I was (am!) the same. DD is left to her own devices most of the time - I can do reading stories (in moderation), walks to the park, borrowing other kids to entertain her - but no fecking way can i bear sitting on the floor being a horsey or whatever.

I actually think its rather good for them to learn to entertain themselves - there's nothing more annoying than being around the dc of 'dedicated' mothers, they expect attention all the time and you cant have a coffee and a chat without being interrupted twenty thousand times.

[bad selfish mum who likes peace and quiet emoticon]

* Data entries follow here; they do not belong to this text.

/// Keeps the first record for each id, dropping later ones with a warning.
fn dedupe_ids(records: Vec<PhotoRecord>) -> Vec<PhotoRecord> {
    let mut seen = BTreeSet::new();
    records
        .into_iter()
        .filter(|record| {
            let fresh = seen.insert(record.id.clone());
            if !fresh {
                log::warn!("Dropping photo with duplicate id {:?}", record.id);
            }
            fresh
        })
        .collect()
}
//! Optimistic priority writes with rollback.
//!
//! A write is split into three phases so that callers holding records
//! behind a lock can release it while the side-store round-trip is in
//! flight:
//!
//! 1. [`PriorityMutation::begin`] captures the record's current priority
//!    and writes the new one into memory.
//! 2. [`Reconciler::persist`] upserts or deletes the side-store row.
//! 3. On failure, [`PriorityMutation::revert`] restores the captured value.
//!
//! Records live in numbered snapshots (one per load). A mutation remembers
//! the snapshot it was applied to and a revert against any other snapshot
//! does nothing.

use std::collections::BTreeMap;
use std::sync::Arc;

use damage_map_photo_models::{PhotoRecord, Priority, PriorityOverride, normalize_key};

use crate::merge::collect_overrides;
use crate::{IdentityResolver, OverrideError, OverrideStore};

/// One in-flight priority change.
#[derive(Debug, Clone, PartialEq, Eq)]
pub struct PriorityMutation {
    photo_id: String,
    previous: Option<Priority>,
    next: Option<Priority>,
    generation: u64,
}

fn find_record<'a>(records: &'a mut [PhotoRecord], key: &str) -> Option<&'a mut PhotoRecord> {
    records.iter_mut().find(|r| normalize_key(&r.id) == key)
}

impl PriorityMutation {
    /// Snapshots the current priority of `photo_id` in snapshot
    /// `generation` and applies `next` in place. `None` clears it.
    ///
    /// # Errors
    ///
    /// Returns [`OverrideError::PhotoNotFound`] if no record has this id;
    /// nothing is modified in that case.
    pub fn begin(
        records: &mut [PhotoRecord],
        generation: u64,
        photo_id: &str,
        next: Option<Priority>,
    ) -> Result<Self, OverrideError> {
        let key = normalize_key(photo_id);
        let record = find_record(records, &key).ok_or_else(|| OverrideError::PhotoNotFound {
            id: photo_id.to_string(),
        })?;

        let previous = record.priority;
        record.priority = next;

        Ok(Self {
            photo_id: key,
            previous,
            next,
            generation,
        })
    }

    /// Canonical key of the mutated photo.
    #[must_use]
    pub fn photo_id(&self) -> &str {
        &self.photo_id
    }

    /// Priority before the mutation.
    #[must_use]
    pub const fn previous(&self) -> Option<Priority> {
        self.previous
    }

    /// Priority the mutation writes.
    #[must_use]
    pub const fn next(&self) -> Option<Priority> {
        self.next
    }

    /// Snapshot the mutation was applied to.
    #[must_use]
    pub const fn generation(&self) -> u64 {
        self.generation
    }

    /// Restores the captured priority if `generation` is still the
    /// snapshot this mutation was applied to. Returns `true` if a record
    /// was restored.
    pub fn revert(&self, records: &mut [PhotoRecord], generation: u64) -> bool {
        if generation != self.generation {
            log::debug!(
                "Skipping revert of photo {}: snapshot {} replaced by {generation}",
                self.photo_id,
                self.generation
            );
            return false;
        }
        match find_record(records, &self.photo_id) {
            Some(record) => {
                record.priority = self.previous;
                true
            }
            None => false,
        }
    }
}

/// Reads and writes overrides for the acting user.
#[derive(Clone)]
pub struct Reconciler {
    store: Arc<dyn OverrideStore>,
    identity: Arc<dyn IdentityResolver>,
}

impl std::fmt::Debug for Reconciler {
    fn fmt(&self, f: &mut std::fmt::Formatter<'_>) -> std::fmt::Result {
        f.debug_struct("Reconciler").finish_non_exhaustive()
    }
}

impl Reconciler {
    /// Creates a reconciler over a side-store and identity provider.
    #[must_use]
    pub fn new(store: Arc<dyn OverrideStore>, identity: Arc<dyn IdentityResolver>) -> Self {
        Self { store, identity }
    }

    /// Reads the acting user's overrides as a lookup map.
    ///
    /// Rows owned by other users are ignored. Without an acting user there
    /// is nothing to apply and the map is empty.
    ///
    /// # Errors
    ///
    /// Returns [`OverrideError::Database`] if the side-store read fails.
    pub async fn load_overrides(&self) -> Result<BTreeMap<String, Priority>, OverrideError> {
        let user_id = match self.identity.current_user_id().await {
            Ok(user_id) => user_id,
            Err(OverrideError::Unauthenticated) => {
                log::info!("No acting user; skipping priority overrides");
                return Ok(BTreeMap::new());
            }
            Err(e) => return Err(e),
        };

        let mut rows = self.store.select_all().await?;
        rows.retain(|row| row.user_id == user_id);
        log::info!("Loaded {} priority overrides for user {user_id}", rows.len());

        Ok(collect_overrides(&rows))
    }

    /// Persists `priority` for `photo_id` as the acting user: an upsert for
    /// `Some`, a delete for `None`.
    ///
    /// # Errors
    ///
    /// Returns [`OverrideError::Unauthenticated`] if no user resolves, or
    /// [`OverrideError::Database`] if the write fails.
    pub async fn persist(
        &self,
        photo_id: &str,
        priority: Option<Priority>,
    ) -> Result<(), OverrideError> {
        let user_id = self.identity.current_user_id().await?;
        let photo_id = normalize_key(photo_id);

        match priority {
            Some(priority) => {
                log::info!("Saving priority {priority} for photo {photo_id} (user {user_id})");
                self.store
                    .upsert(&PriorityOverride {
                        photo_id,
                        user_id,
                        priority,
                    })
                    .await
            }
            None => {
                log::info!("Clearing priority for photo {photo_id} (user {user_id})");
                self.store.delete(&photo_id, &user_id).await
            }
        }
    }

    /// Runs a full mutation against records the caller holds exclusively:
    /// apply, persist, and revert on failure.
    ///
    /// # Errors
    ///
    /// Returns the error from [`PriorityMutation::begin`] or
    /// [`Self::persist`]; in the latter case the record is restored first.
    pub async fn mutate(
        &self,
        records: &mut [PhotoRecord],
        photo_id: &str,
        next: Option<Priority>,
    ) -> Result<(), OverrideError> {
        let mutation = PriorityMutation::begin(records, 0, photo_id, next)?;
        if let Err(e) = self.persist(mutation.photo_id(), next).await {
            log::error!("Failed to persist priority for photo {photo_id}: {e}");
            mutation.revert(records, 0);
            return Err(e);
        }
        Ok(())
    }
}
//! Maps raw photo export documents onto canonical [`PhotoRecord`]s.
//!
//! Two document shapes are recognized:
//!
//! - a `GeoJSON` feature collection, where each feature carries its fields
//!   in `properties` and its position in `geometry.coordinates` as
//!   `[longitude, latitude, altitude?]`;
//! - a bare array of flat documents with coordinates as plain fields.
//!
//! Field-level problems never fail the batch. A missing or unusable field
//! degrades to its default (empty string, zero coordinate, no priority).

use std::collections::BTreeSet;

use chrono::{DateTime, Utc};
use damage_map_photo_models::time::{format_timestamp, from_epoch};
use damage_map_photo_models::{PhotoRecord, Priority, photo_key};
use serde_json::Value;

use crate::SourceError;
use crate::aliases::FieldAliases;
use crate::parsing::{as_number, as_tags, get_number, get_present, get_text};

/// The result of normalizing one export document.
#[derive(Debug, Clone, PartialEq)]
pub struct Normalized {
    /// One record per input element, in input order.
    pub records: Vec<PhotoRecord>,
    /// Ids that resolved for more than one element, in first-repeat order.
    pub duplicate_ids: Vec<String>,
}

/// Normalizes documents with a configurable alias table.
#[derive(Debug, Clone, Default)]
pub struct Normalizer {
    aliases: FieldAliases,
}

/// Normalizes `document` with the built-in alias table.
///
/// # Errors
///
/// Returns [`SourceError::Format`] if the document is neither a feature
/// collection nor an array.
pub fn normalize(document: &Value) -> Result<Normalized, SourceError> {
    Normalizer::default().normalize(document)
}

/// Returns the list of elements contained in an export document.
///
/// # Errors
///
/// Returns [`SourceError::Format`] for any shape other than a
/// `FeatureCollection` with a `features` array or a bare array.
pub fn extract_elements(document: &Value) -> Result<&[Value], SourceError> {
    match document {
        Value::Array(items) => Ok(items),
        Value::Object(obj)
            if obj.get("type").and_then(Value::as_str) == Some("FeatureCollection") =>
        {
            obj.get("features")
                .and_then(Value::as_array)
                .map(Vec::as_slice)
                .ok_or_else(|| SourceError::Format {
                    message: "FeatureCollection without a features array".to_string(),
                })
        }
        Value::Object(obj) => Err(SourceError::Format {
            message: format!(
                "expected a FeatureCollection or an array, got an object with keys [{}]",
                obj.keys().take(8).cloned().collect::<Vec<_>>().join(", ")
            ),
        }),
        other => Err(SourceError::Format {
            message: format!("expected a FeatureCollection or an array, got {}", kind(other)),
        }),
    }
}
use skywings_core::{FlightRecord, SearchQuery, SortKey};

/// Filter a catalog by the query and order the survivors.
///
/// Filters are conjunctive and applied in form order: departure city,
/// arrival city, airline selection, class, then the always-active price
/// range. Sorting is stable, so records with equal keys keep their catalog
/// order. Never fails; an empty result is a valid answer.
pub fn search(catalog: &[FlightRecord], query: &SearchQuery) -> Vec<FlightRecord> {
    let mut results: Vec<FlightRecord> = catalog
        .iter()
        .filter(|f| matches(f, query))
        .cloned()
        .collect();

    match query.sort {
        SortKey::PriceAsc => results.sort_by_key(|f| f.price_cents),
        SortKey::PriceDesc => results.sort_by(|a, b| b.price_cents.cmp(&a.price_cents)),
        SortKey::Duration => results.sort_by_key(|f| f.duration),
        SortKey::DepartureTime => results.sort_by_key(|f| f.departure_time),
    }

    tracing::debug!(
        "Search matched {} of {} flights (sort {:?})",
        results.len(),
        catalog.len(),
        query.sort
    );
    results
}

fn matches(flight: &FlightRecord, query: &SearchQuery) -> bool {
    if let Some(city) = query.departure_city {
        if flight.departure_city != city {
            return false;
        }
    }
    if let Some(city) = query.arrival_city {
        if flight.arrival_city != city {
            return false;
        }
    }
    // An empty selection is still a selection: it admits no airline.
    if let Some(airlines) = &query.airlines {
        if !airlines.contains(&flight.airline) {
            return false;
        }
    }
    if let Some(class) = query.cabin_class {
        if flight.cabin_class != class {
            return false;
        }
    }
    query.price_range.contains(flight.price())
}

Its called Benign Neglect!!

DD is happy though, and has always done well at nursery - in fact the staff have often commented on how good she is at sharing, communicating, etc etc. So it can't be as bad as I sometimes feel, in those guilt-ridden 3am moments.

snooks · 20/03/2008 19:43

I find it so boring too. With ds1 (now 3.6) I think I made more of an effort but we lived somewhere until he was 2.6 where there was some sort of organised play (m&t etc) every day so it was easier IYSWIM. Now he goes to several preschool sessions per week instead so at least gets stimulation there.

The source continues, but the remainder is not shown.